Best modality for navicular intrabursal pathology?
Equine Vet J. 2025
Grigorios Maleas, Natasha Werpy, Zoë Joostens, Bruce Bladon, Kerstin Gerlach, Mahmoud Mageed
Background
Navicular intrabursal pathology (NIP), a frequent cause of forelimb lameness in horses, involves lesions within the podotrochlear apparatus, including the deep digital flexor tendon (DDFT), navicular bone fibrocartilage, and intrabursal adhesions. While magnetic resonance imaging (MRI) is the reference standard for non-invasive evaluation, its cost and limited accessibility necessitate the use of alternative imaging modalities such as ultrasonography and bursography. This study aimed to compare the diagnostic accuracy of ultrasonography, bursography, and standing low-field MRI against bursoscopy, which served as the gold standard, for detecting NIP.
Methods
This was a prospective, blinded clinical study involving 21 feet from 17 client-owned horses with confirmed foot pain. Horses underwent ultrasonography, standing low-field MRI (0.27 T), and bursography, followed by diagnostic bursoscopy within three weeks. Lesions assessed included DDFT dorsal fibrillations and splits, navicular bone fibrocartilage defects, and intrabursal adhesions. Independent, blinded specialists evaluated each modality, and diagnostic metrics (sensitivity, specificity, PPV, NPV, accuracy) were calculated using bursoscopy findings as the reference. Inter-observer agreement was assessed via weighted kappa statistics.
Results
Bursoscopy detected lesions in 95% of feet, including 18 cases of DDFT dorsal fibrillation, 11 DDFT splits, 19 fibrocartilage defects, and 8 adhesions. MRI achieved the highest overall accuracy for DDFT fibrillations (95%) and splits (86%), with high inter-observer agreement (κ = 0.77–0.91). Bursography showed strong performance in detecting fibrocartilage defects (accuracy 76%) and adhesions (accuracy 67%). Ultrasonography was moderately accurate for DDFT lesions but performed poorly for adhesions (accuracy 33%) and was not used for fibrocartilage evaluation. Adhesions were underdiagnosed by all modalities. Inter-observer agreement was lowest for ultrasonography, especially for adhesions (κ = 0.08).
Limitations
Limitations include the small sample size, lack of histopathological confirmation, and the use of low-field rather than high-field MRI, which may limit sensitivity, particularly for fibrocartilage lesions. Additionally, ultrasonography is operator-dependent, and the static images used for blind review may have reduced interpretability. Adhesion detection remained a diagnostic challenge due to modality limitations and lesion characteristics.
Conclusions
Standing MRI is the most accurate modality for detecting DDFT dorsal fibrillations and splits. Bursography outperformed MRI in detecting navicular bone fibrocartilage defects. A combined approach using ultrasonography and bursography may be a viable alternative or adjunct when MRI is not accessible, particularly in clinical settings with resource constraints. All modalities showed limited sensitivity for adhesions, emphasizing the need for further refinement or complementary diagnostic strategies.

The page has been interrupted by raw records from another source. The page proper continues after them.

//! Snapshot-vs-projection delta synchronizer.
//!
//! # Responsibility
//! - Detect new records and status transitions across the four tracked
//!   collections and append one activity event per detection.
//! - Maintain the seen-projections as exact mirrors of the snapshots.
//! - Strip legacy-marked entries from the activity log on every run.
//!
//! # Invariants
//! - Collections are processed in a fixed order: cases, summons, curfew
//!   violations, curfew notes.
//! - Seen-projections are rebuilt from the snapshot on every run; keys
//!   absent from the snapshot disappear without producing events.
//! - The activity log is written back only when events were appended or
//!   the janitorial filter removed entries. Projections are written
//!   unconditionally.

use crate::model::activity::ActivityEvent;
use crate::model::case::{CaseRecord, CaseStatus, DEFAULT_EDITOR};
use crate::model::curfew::{CurfewNote, CurfewViolation};
use crate::model::summons::SummonsRecord;
use crate::store::{keys, read_list, read_map, write_json_quiet, KvStore, StoreResult};
use crate::sync::dates::record_timestamp;
use crate::sync::{Clock, SystemClock};
use log::{debug, info};
use std::collections::BTreeMap;

/// Substring marking junk activity titles left behind by a historical
/// console defect; matching entries are dropped on every run.
pub const LEGACY_JUNK_MARKER: &str = "undefined";

/// Result of one synchronization run.
#[derive(Debug, Clone, Copy, PartialEq, Eq, Default)]
pub struct SyncOutcome {
    /// Events appended this run.
    pub appended: usize,
    /// Legacy-marked entries removed by the janitorial filter.
    pub junk_removed: usize,
}

impl SyncOutcome {
    /// Whether this run rewrote the activity log.
    pub fn changed(&self) -> bool {
        self.appended > 0 || self.junk_removed > 0
    }
}

/// Activity delta synchronizer over an injected store.
///
/// `synchronize` is safe to invoke from any number of independent
/// triggers (timer ticks, store-change notifications) in any order.
pub struct DeltaSynchronizer<S: KvStore, C: Clock = SystemClock> {
    store: S,
    clock: C,
}

impl<S: KvStore> DeltaSynchronizer<S, SystemClock> {
    /// Creates a synchronizer using the system wall clock.
    pub fn new(store: S) -> Self {
        Self {
            store,
            clock: SystemClock,
        }
    }
}

impl<S: KvStore, C: Clock> DeltaSynchronizer<S, C> {
    /// Creates a synchronizer with an explicit clock.
    pub fn with_clock(store: S, clock: C) -> Self {
        Self { store, clock }
    }

    /// Runs one snapshot-vs-projection pass.
    ///
    /// Idempotent: with unchanged source collections a repeat run appends
    /// nothing. The read-compute-write sequence is not transactional;
    /// two invocations interleaving over the same store could both
    /// observe a stale projection and append duplicate events. One call
    /// runs to completion on the calling thread, so sequential triggers
    /// on a single-threaded event loop cannot interleave.
    ///
    /// # Errors
    /// Read failures degrade to empty defaults; only backend write
    /// failures propagate.
    pub fn synchronize(&self) -> StoreResult<SyncOutcome> {
        let now_ms = self.clock.now_ms();

        let mut events: Vec<ActivityEvent> = read_list(&self.store, keys::ACTIVITY_HISTORY);
        let before_janitor = events.len();
        events.retain(|event| !event.title.contains(LEGACY_JUNK_MARKER));
        let junk_removed = before_janitor - events.len();

        let mut appended = 0;
        appended += self.diff_cases(now_ms, &mut events)?;
        appended += self.diff_summons(now_ms, &mut events)?;
        appended += self.diff_curfews(now_ms, &mut events)?;
        appended += self.diff_notes(now_ms, &mut events)?;

        let outcome = SyncOutcome {
            appended,
            junk_removed,
        };

        if outcome.changed() {
            write_json_quiet(&self.store, keys::ACTIVITY_HISTORY, &events)?;
            info!(
                "event=activity_sync module=sync status=ok appended={} junk_removed={}",
                outcome.appended, outcome.junk_removed
            );
        } else {
            debug!("event=activity_sync module=sync status=noop");
        }

        Ok(outcome)
    }

    fn diff_cases(&self, now_ms: i64, events: &mut Vec<ActivityEvent>) -> StoreResult<usize> {
        let snapshot: Vec<CaseRecord> = read_list(&self.store, keys::CASES);
        let seen: BTreeMap<String, String> = read_map(&self.store, keys::SEEN_CASES);
        let mut next = BTreeMap::new();
        let mut appended = 0;

        for case in &snapshot {
            match seen.get(case.key()) {
                None => {
                    events.push(new_case_event(case, now_ms));
                    appended += 1;
                }
                Some(previous) if previous != case.status.as_str() => {
                    events.push(case_transition_event(case, now_ms));
                    appended += 1;
                }
                Some(_) => {}
            }
            next.insert(case.key().to_string(), case.status.as_str().to_string());
        }

        write_json_quiet(&self.store, keys::SEEN_CASES, &next)?;
        Ok(appended)
    }

    fn diff_summons(&self, now_ms: i64, events: &mut Vec<ActivityEvent>) -> StoreResult<usize> {
        let snapshot: Vec<SummonsRecord> = read_list(&self.store, keys::SUMMONS);
        let seen: BTreeMap<String, bool> = read_map(&self.store, keys::SEEN_SUMMONS);
        let mut next = BTreeMap::new();
        let mut appended = 0;

        for summons in &snapshot {
            let key = summons.key();
            if !seen.contains_key(&key) {
                events.push(new_summons_event(summons, now_ms));
                appended += 1;
            }
            next.insert(key, true);
        }

        write_json_quiet(&self.store, keys::SEEN_SUMMONS, &next)?;
        Ok(appended)
    }

    fn diff_curfews(&self, now_ms: i64, events: &mut Vec<ActivityEvent>) -> StoreResult<usize> {
        let snapshot: Vec<CurfewViolation> = read_list(&self.store, keys::CURFEW_VIOLATIONS);
        let seen: BTreeMap<String, String> = read_map(&self.store, keys::SEEN_CURFEWS);
        let mut next = BTreeMap::new();
        let mut appended = 0;

        for violation in &snapshot {
            match seen.get(violation.key()) {
                None => {
                    events.push(new_curfew_event(violation, now_ms));
                    appended += 1;
                }
                Some(previous) if previous != violation.status.as_str() => {
                    events.push(curfew_transition_event(violation, now_ms));
                    appended += 1;
                }
                Some(_) => {}
            }
            next.insert(
                violation.key().to_string(),
                violation.status.as_str().to_string(),
            );
        }

        write_json_quiet(&self.store, keys::SEEN_CURFEWS, &next)?;
        Ok(appended)
    }

    fn diff_notes(&self, now_ms: i64, events: &mut Vec<ActivityEvent>) -> StoreResult<usize> {
        let snapshot: Vec<CurfewNote> = read_list(&self.store, keys::CURFEW_FOLDERS);
        let seen: BTreeMap<String, bool> = read_map(&self.store, keys::SEEN_NOTES);
        let mut next = BTreeMap::new();
        let mut appended = 0;

        for note in &snapshot {
            if !seen.contains_key(note.key()) {
                events.push(new_note_event(note, now_ms));
                appended += 1;
            }
            next.insert(note.key().to_string(), true);
        }

        write_json_quiet(&self.store, keys::SEEN_NOTES, &next)?;
        Ok(appended)
    }
}

fn new_case_event(case: &CaseRecord, now_ms: i64) -> ActivityEvent {
    let timestamp = record_timestamp(case.date.as_deref(), case.time.as_deref(), now_ms);
    ActivityEvent::new(
        format!("{} - NEW CASE LOGGED", case.case_no),
        "New case logged",
        case.recorded_by(),
        timestamp,
    )
}

fn case_transition_event(case: &CaseRecord, now_ms: i64) -> ActivityEvent {
    // A settled case moves to the archive listing, so the transition
    // reads as an archival action rather than a generic status change.
    let (title, action_text) = match case.status {
        CaseStatus::Settled => (
            format!("{} - CASE ARCHIVED", case.case_no),
            "Case settled and archived".to_string(),
        ),
        status => (
            format!("{} - CASE {}", case.case_no, status.as_str()),
            format!("Case status updated to {}", status.as_str()),
        ),
    };
    ActivityEvent::new(title, action_text, case.recorded_by(), now_ms)
}

fn new_summons_event(summons: &SummonsRecord, now_ms: i64) -> ActivityEvent {
    let timestamp = record_timestamp(
        summons.schedule_date.as_deref(),
        summons.schedule_time.as_deref(),
        now_ms,
    );
    let editor = match summons.issued_by.as_deref() {
        Some(author) if !author.trim().is_empty() => author,
        _ => DEFAULT_EDITOR,
    };
    ActivityEvent::new(
        format!("{} - SUMMONS #{} ISSUED", summons.case_no, summons.summons_no),
        format!("Summons #{} issued", summons.summons_no),
        editor,
        timestamp,
    )
}

fn new_curfew_event(violation: &CurfewViolation, now_ms: i64) -> ActivityEvent {
    let timestamp = record_timestamp(violation.date.as_deref(), violation.time.as_deref(), now_ms);
    let editor = match violation.recorded_by.as_deref() {
        Some(author) if !author.trim().is_empty() => author,
        _ => DEFAULT_EDITOR,
    };
    ActivityEvent::new(
        format!("{} - CURFEW VIOLATION LOGGED", violation.resident_name),
        "Curfew violation logged",
        editor,
        timestamp,
    )
}

fn curfew_transition_event(violation: &CurfewViolation, now_ms: i64) -> ActivityEvent {
    let status = violation.status.as_str();
    let editor = match violation.recorded_by.as_deref() {
        Some(author) if !author.trim().is_empty() => author,
        _ => DEFAULT_EDITOR,
    };
    ActivityEvent::new(
        format!(
            "{} - VIOLATION {}",
            violation.resident_name,
            status.to_ascii_uppercase()
        ),
        format!("Violation marked {status}"),
        editor,
        now_ms,
    )
}

fn new_note_event(note: &CurfewNote, now_ms: i64) -> ActivityEvent {
    let timestamp = record_timestamp(note.date.as_deref(), None, now_ms);
    let title = match note.linked_id.as_deref() {
        Some(linked) if !linked.trim().is_empty() => format!("{linked} - CURFEW NOTE ADDED"),
        _ => "CURFEW NOTE ADDED".to_string(),
    };
    ActivityEvent::new(title, "Curfew note added", DEFAULT_EDITOR, timestamp)
}
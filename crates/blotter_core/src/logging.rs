//! Logging bootstrap and safety policy.
//!
//! # Responsibility
//! - Initialize file-based rolling logs exactly once per process.
//! - Emit stable, metadata-only diagnostic events from core.
//!
//! # Invariants
//! - Logging init is idempotent for the same level and directory.
//! - Re-initialization with a different level or directory is rejected.
//! - Initialization must not panic.

use flexi_logger::{Cleanup, Criterion, FileSpec, Logger, LoggerHandle, Naming, WriteMode};
use log::{error, info};
use once_cell::sync::OnceCell;
use std::path::{Path, PathBuf};

const LOG_FILE_BASENAME: &str = "blotter";
const MAX_LOG_FILE_SIZE_BYTES: u64 = 10 * 1024 * 1024;
const MAX_LOG_FILES: usize = 5;
const MAX_PANIC_PAYLOAD_CHARS: usize = 160;

static LOGGING_STATE: OnceCell<LoggingState> = OnceCell::new();
static PANIC_HOOK_INSTALLED: OnceCell<()> = OnceCell::new();

struct LoggingState {
    level: &'static str,
    log_dir: PathBuf,
    _logger: LoggerHandle,
}

/// Initializes core logging with level and directory.
///
/// Returns `Ok(())` when logging is active, or a human-readable error
/// string when initialization fails.
///
/// # Invariants
/// - Repeated calls with the same `level` and `log_dir` are idempotent.
/// - Calls with a conflicting `level` or `log_dir` are rejected.
///
/// # Errors
/// - Returns an error when `level` is unsupported.
/// - Returns an error when `log_dir` is empty, non-absolute, or cannot
///   be created.
/// - Returns an error when logger backend setup fails.
pub fn init_logging(level: &str, log_dir: &str) -> Result<(), String> {
    let normalized_level = normalize_level(level)?;
    let normalized_dir = normalize_log_dir(log_dir)?;

    let state = LOGGING_STATE.get_or_try_init(|| -> Result<LoggingState, String> {
        std::fs::create_dir_all(&normalized_dir).map_err(|err| {
            format!(
                "failed to create log directory `{}`: {err}",
                normalized_dir.display()
            )
        })?;

        let logger = Logger::try_with_str(normalized_level)
            .map_err(|err| format!("invalid log level `{normalized_level}`: {err}"))?
            .log_to_file(
                FileSpec::default()
                    .directory(normalized_dir.as_path())
                    .basename(LOG_FILE_BASENAME),
            )
            .rotate(
                Criterion::Size(MAX_LOG_FILE_SIZE_BYTES),
                Naming::Numbers,
                Cleanup::KeepLogFiles(MAX_LOG_FILES),
            )
            .write_mode(WriteMode::BufferAndFlush)
            .append()
            .format_for_files(flexi_logger::detailed_format)
            .start()
            .map_err(|err| format!("failed to start logger: {err}"))?;

        install_panic_hook_once();

        info!(
            "event=console_start module=core status=ok platform={} build_mode={} version={}",
            std::env::consts::OS,
            build_mode(),
            env!("CARGO_PKG_VERSION")
        );
        info!(
            "event=logging_init module=core status=ok level={} log_dir={}",
            normalized_level,
            normalized_dir.display()
        );

        Ok(LoggingState {
            level: normalized_level,
            log_dir: normalized_dir.clone(),
            _logger: logger,
        })
    })?;

    if state.level != normalized_level {
        return Err(format!(
            "logging already initialized with level `{}`; refusing to switch to `{normalized_level}`",
            state.level
        ));
    }
    if state.log_dir != normalized_dir {
        return Err(format!(
            "logging already initialized at `{}`; refusing to switch to `{}`",
            state.log_dir.display(),
            normalized_dir.display()
        ));
    }

    Ok(())
}

/// Returns active logging status metadata.
///
/// Returns `None` when logging has not been initialized, otherwise
/// `(level, log_dir)`.
pub fn logging_status() -> Option<(&'static str, PathBuf)> {
    LOGGING_STATE
        .get()
        .map(|state| (state.level, state.log_dir.clone()))
}

/// Returns the default log level for the current build mode.
pub fn default_log_level() -> &'static str {
    if cfg!(debug_assertions) {
        "debug"
    } else {
        "info"
    }
}

fn normalize_level(level: &str) -> Result<&'static str, String> {
    match level.trim().to_ascii_lowercase().as_str() {
        "trace" => Ok("trace"),
        "debug" => Ok("debug"),
        "info" => Ok("info"),
        "warn" | "warning" => Ok("warn"),
        "error" => Ok("error"),
        other => Err(format!(
            "unsupported log level `{other}`; expected trace|debug|info|warn|error"
        )),
    }
}

fn normalize_log_dir(log_dir: &str) -> Result<PathBuf, String> {
    let trimmed = log_dir.trim();
    if trimmed.is_empty() {
        return Err("log_dir cannot be empty".to_string());
    }
    let path = Path::new(trimmed);
    if !path.is_absolute() {
        return Err(format!("log_dir must be an absolute path, got `{trimmed}`"));
    }
    Ok(path.to_path_buf())
}

fn build_mode() -> &'static str {
    if cfg!(debug_assertions) {
        "debug"
    } else {
        "release"
    }
}

fn install_panic_hook_once() {
    if PANIC_HOOK_INSTALLED.get().is_some() {
        return;
    }

    let previous_hook = std::panic::take_hook();
    std::panic::set_hook(Box::new(move |panic_info| {
        // Panic payload may contain user-entered text; sanitize and cap
        // length before it reaches the log file.
        let location = panic_info
            .location()
            .map(|loc| format!("{}:{}", loc.file(), loc.line()))
            .unwrap_or_else(|| "unknown".to_string());
        let payload = panic_payload_summary(panic_info);
        error!(
            "event=panic_captured module=core status=error location={} payload={}",
            location, payload
        );
        previous_hook(panic_info);
    }));

    let _ = PANIC_HOOK_INSTALLED.set(());
}

fn panic_payload_summary(info: &std::panic::PanicHookInfo<'_>) -> String {
    let payload = if let Some(message) = info.payload().downcast_ref::<&str>() {
        (*message).to_string()
    } else if let Some(message) = info.payload().downcast_ref::<String>() {
        message.clone()
    } else {
        "non-string panic payload".to_string()
    };

    sanitize_message(&payload, MAX_PANIC_PAYLOAD_CHARS)
}

fn sanitize_message(value: &str, max_chars: usize) -> String {
    let normalized = value.replace(['\n', '\r'], " ");
    let mut truncated = normalized.chars().take(max_chars).collect::<String>();
    if normalized.chars().count() > max_chars {
        truncated.push_str("...");
    }
    truncated
}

(A) Palmaroproximal–palmarodistal oblique bursography shows mild linear pooling of the contrast agent in the lateral lobe of DDFT lobe (red arrow) and focal interruption of the contrast column at the medial aspect (white arrows) of the navicular bone (NB). (B, C) T2 high resolution transverse image at the level of the proximal navicular bursa recess and the navicular bone respectively. The images show moderate distention of the proximal recess of the navicular bursa associated with thickening of the synovial membrane. There is also border effacement between the navicular bursa and the medial deep digital flexor tendon lobe (DDFT). The latter has mild dorsal fibrillation and frying (white arrow). The lateral DDFT lobe has focal hyperintense lesion in the dorsal aspect (red arrow). (D) Ultrasonography of the DDFT at the level of distal middle phalanx. The medial DDFT lobe has a smaller cross-sectional area compared to the lateral lobe and is associated with mild thickening of the dorsal aspect (red arrow). The lateral lobe has focal hyperechogenic area at the dorsal aspect (white arrow). (E) Bursoscopy showed adhesion formation with origin the DDFT (red arrow).